## Problem details
Where does the string "IncompleteTransfer" occur in the records? Copy each line that holds it.

(Records contained in a dataset)
>>
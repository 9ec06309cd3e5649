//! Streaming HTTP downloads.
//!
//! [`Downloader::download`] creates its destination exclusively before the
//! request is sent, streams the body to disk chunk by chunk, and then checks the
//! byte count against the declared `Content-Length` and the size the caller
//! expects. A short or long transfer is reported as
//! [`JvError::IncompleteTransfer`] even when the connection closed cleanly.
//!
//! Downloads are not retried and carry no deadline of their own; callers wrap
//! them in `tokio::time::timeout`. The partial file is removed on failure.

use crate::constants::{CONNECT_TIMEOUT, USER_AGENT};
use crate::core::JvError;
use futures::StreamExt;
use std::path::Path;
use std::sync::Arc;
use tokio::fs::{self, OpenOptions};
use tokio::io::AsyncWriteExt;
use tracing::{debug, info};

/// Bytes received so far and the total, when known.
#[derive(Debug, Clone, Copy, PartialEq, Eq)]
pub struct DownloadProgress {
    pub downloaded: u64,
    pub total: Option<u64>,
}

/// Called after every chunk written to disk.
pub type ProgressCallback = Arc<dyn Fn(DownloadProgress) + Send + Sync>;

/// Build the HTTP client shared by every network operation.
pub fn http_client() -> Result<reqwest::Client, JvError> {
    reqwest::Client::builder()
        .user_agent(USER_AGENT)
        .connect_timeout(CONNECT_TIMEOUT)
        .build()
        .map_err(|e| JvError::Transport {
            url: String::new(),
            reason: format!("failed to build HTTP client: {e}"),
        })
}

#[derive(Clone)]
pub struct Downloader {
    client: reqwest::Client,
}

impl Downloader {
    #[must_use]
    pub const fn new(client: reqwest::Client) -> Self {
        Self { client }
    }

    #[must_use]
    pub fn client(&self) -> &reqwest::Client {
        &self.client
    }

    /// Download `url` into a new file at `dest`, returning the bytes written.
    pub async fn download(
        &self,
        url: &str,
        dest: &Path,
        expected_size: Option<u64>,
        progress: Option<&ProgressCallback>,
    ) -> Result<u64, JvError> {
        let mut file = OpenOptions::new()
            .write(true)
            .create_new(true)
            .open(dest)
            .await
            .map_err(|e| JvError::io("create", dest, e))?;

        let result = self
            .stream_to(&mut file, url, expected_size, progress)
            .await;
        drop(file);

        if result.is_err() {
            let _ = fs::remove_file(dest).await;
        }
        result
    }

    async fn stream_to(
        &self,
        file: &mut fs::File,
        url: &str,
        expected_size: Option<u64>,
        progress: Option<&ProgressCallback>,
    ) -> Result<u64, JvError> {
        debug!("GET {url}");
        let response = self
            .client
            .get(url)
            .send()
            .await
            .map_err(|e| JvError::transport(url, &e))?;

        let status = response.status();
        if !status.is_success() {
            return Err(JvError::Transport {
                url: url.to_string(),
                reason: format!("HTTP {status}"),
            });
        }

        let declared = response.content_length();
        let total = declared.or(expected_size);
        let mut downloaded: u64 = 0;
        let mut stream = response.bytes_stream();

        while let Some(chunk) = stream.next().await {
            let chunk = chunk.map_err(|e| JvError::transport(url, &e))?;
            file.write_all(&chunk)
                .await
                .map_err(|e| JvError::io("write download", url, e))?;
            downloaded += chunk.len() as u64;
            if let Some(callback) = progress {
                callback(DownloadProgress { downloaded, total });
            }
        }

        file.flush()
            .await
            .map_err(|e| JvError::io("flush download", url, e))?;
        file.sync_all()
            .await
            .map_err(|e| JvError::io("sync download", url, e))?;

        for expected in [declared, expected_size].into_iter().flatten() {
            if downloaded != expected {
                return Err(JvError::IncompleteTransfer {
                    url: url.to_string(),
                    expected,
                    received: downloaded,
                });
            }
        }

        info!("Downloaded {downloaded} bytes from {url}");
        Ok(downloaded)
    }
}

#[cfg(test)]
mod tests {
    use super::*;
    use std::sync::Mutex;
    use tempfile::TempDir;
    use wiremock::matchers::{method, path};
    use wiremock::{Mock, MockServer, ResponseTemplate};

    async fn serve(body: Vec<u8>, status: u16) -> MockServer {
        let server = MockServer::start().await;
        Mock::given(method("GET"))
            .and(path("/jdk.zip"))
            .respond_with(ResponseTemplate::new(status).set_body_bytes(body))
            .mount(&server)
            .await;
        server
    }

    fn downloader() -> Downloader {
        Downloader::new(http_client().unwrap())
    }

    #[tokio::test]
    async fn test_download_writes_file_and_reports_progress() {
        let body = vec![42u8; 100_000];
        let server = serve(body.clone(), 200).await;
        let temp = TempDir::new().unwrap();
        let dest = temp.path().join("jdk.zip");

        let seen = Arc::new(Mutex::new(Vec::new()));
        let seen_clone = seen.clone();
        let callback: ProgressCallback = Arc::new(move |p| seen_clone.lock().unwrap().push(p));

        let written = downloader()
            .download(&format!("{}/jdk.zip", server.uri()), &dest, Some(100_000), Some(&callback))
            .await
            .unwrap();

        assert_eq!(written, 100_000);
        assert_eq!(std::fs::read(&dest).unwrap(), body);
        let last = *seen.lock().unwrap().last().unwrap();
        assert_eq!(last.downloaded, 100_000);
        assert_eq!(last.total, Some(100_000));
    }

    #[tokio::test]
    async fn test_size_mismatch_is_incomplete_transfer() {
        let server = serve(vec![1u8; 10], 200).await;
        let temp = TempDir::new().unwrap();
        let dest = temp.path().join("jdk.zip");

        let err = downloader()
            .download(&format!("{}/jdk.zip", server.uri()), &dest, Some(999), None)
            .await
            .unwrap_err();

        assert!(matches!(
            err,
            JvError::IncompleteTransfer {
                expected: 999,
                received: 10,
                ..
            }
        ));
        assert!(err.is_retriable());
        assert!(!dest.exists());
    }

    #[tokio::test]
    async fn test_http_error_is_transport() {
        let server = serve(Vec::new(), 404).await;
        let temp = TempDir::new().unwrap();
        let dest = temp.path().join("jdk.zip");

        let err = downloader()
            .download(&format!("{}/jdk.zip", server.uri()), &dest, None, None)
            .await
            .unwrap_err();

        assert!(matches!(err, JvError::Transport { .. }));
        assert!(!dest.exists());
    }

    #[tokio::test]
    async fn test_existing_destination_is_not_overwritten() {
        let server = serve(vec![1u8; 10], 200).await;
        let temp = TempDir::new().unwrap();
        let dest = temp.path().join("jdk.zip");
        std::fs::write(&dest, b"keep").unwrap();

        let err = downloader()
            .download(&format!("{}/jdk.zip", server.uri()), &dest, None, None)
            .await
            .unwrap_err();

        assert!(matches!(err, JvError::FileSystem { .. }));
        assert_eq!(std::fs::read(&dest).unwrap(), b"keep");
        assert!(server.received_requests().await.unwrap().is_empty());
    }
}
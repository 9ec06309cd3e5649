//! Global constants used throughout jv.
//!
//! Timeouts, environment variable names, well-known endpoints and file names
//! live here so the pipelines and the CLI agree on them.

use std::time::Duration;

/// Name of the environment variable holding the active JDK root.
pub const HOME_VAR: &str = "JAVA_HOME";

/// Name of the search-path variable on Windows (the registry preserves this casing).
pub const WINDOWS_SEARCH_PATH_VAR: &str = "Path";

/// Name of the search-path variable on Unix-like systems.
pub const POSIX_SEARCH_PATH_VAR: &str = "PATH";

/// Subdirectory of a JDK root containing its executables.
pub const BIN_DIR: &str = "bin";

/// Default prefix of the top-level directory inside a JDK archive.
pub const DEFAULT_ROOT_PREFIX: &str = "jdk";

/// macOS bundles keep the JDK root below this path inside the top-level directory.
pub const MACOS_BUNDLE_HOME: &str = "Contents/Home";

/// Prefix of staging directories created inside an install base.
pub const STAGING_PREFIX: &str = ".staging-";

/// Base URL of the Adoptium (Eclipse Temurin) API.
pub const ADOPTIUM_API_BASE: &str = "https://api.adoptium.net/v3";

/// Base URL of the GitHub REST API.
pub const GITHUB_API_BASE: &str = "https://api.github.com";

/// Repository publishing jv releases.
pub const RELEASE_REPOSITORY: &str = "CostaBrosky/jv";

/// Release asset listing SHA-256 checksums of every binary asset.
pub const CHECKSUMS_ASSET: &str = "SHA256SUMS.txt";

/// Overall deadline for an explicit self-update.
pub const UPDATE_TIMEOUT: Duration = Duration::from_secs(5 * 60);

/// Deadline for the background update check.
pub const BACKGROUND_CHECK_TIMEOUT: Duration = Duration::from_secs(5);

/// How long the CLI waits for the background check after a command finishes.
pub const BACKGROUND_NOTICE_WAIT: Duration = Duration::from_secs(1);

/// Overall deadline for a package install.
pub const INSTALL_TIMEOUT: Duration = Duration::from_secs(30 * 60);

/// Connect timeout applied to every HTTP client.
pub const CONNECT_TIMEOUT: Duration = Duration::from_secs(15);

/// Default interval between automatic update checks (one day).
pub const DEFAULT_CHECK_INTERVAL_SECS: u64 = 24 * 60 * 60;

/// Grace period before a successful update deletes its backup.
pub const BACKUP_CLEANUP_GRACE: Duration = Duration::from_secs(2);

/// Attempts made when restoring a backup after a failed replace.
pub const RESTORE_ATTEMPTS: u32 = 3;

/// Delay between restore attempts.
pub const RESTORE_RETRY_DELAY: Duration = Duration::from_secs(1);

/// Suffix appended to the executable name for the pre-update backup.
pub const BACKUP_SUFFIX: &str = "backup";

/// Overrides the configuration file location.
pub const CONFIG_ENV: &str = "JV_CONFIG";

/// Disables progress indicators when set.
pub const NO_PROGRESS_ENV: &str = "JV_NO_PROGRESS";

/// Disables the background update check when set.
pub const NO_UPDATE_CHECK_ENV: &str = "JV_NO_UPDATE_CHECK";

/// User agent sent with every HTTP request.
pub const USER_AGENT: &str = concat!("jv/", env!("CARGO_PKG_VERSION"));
<<
## Your response
//! [`JvError::IncompleteTransfer`] even when the connection closed cleanly.
                return Err(JvError::IncompleteTransfer {
            JvError::IncompleteTransfer {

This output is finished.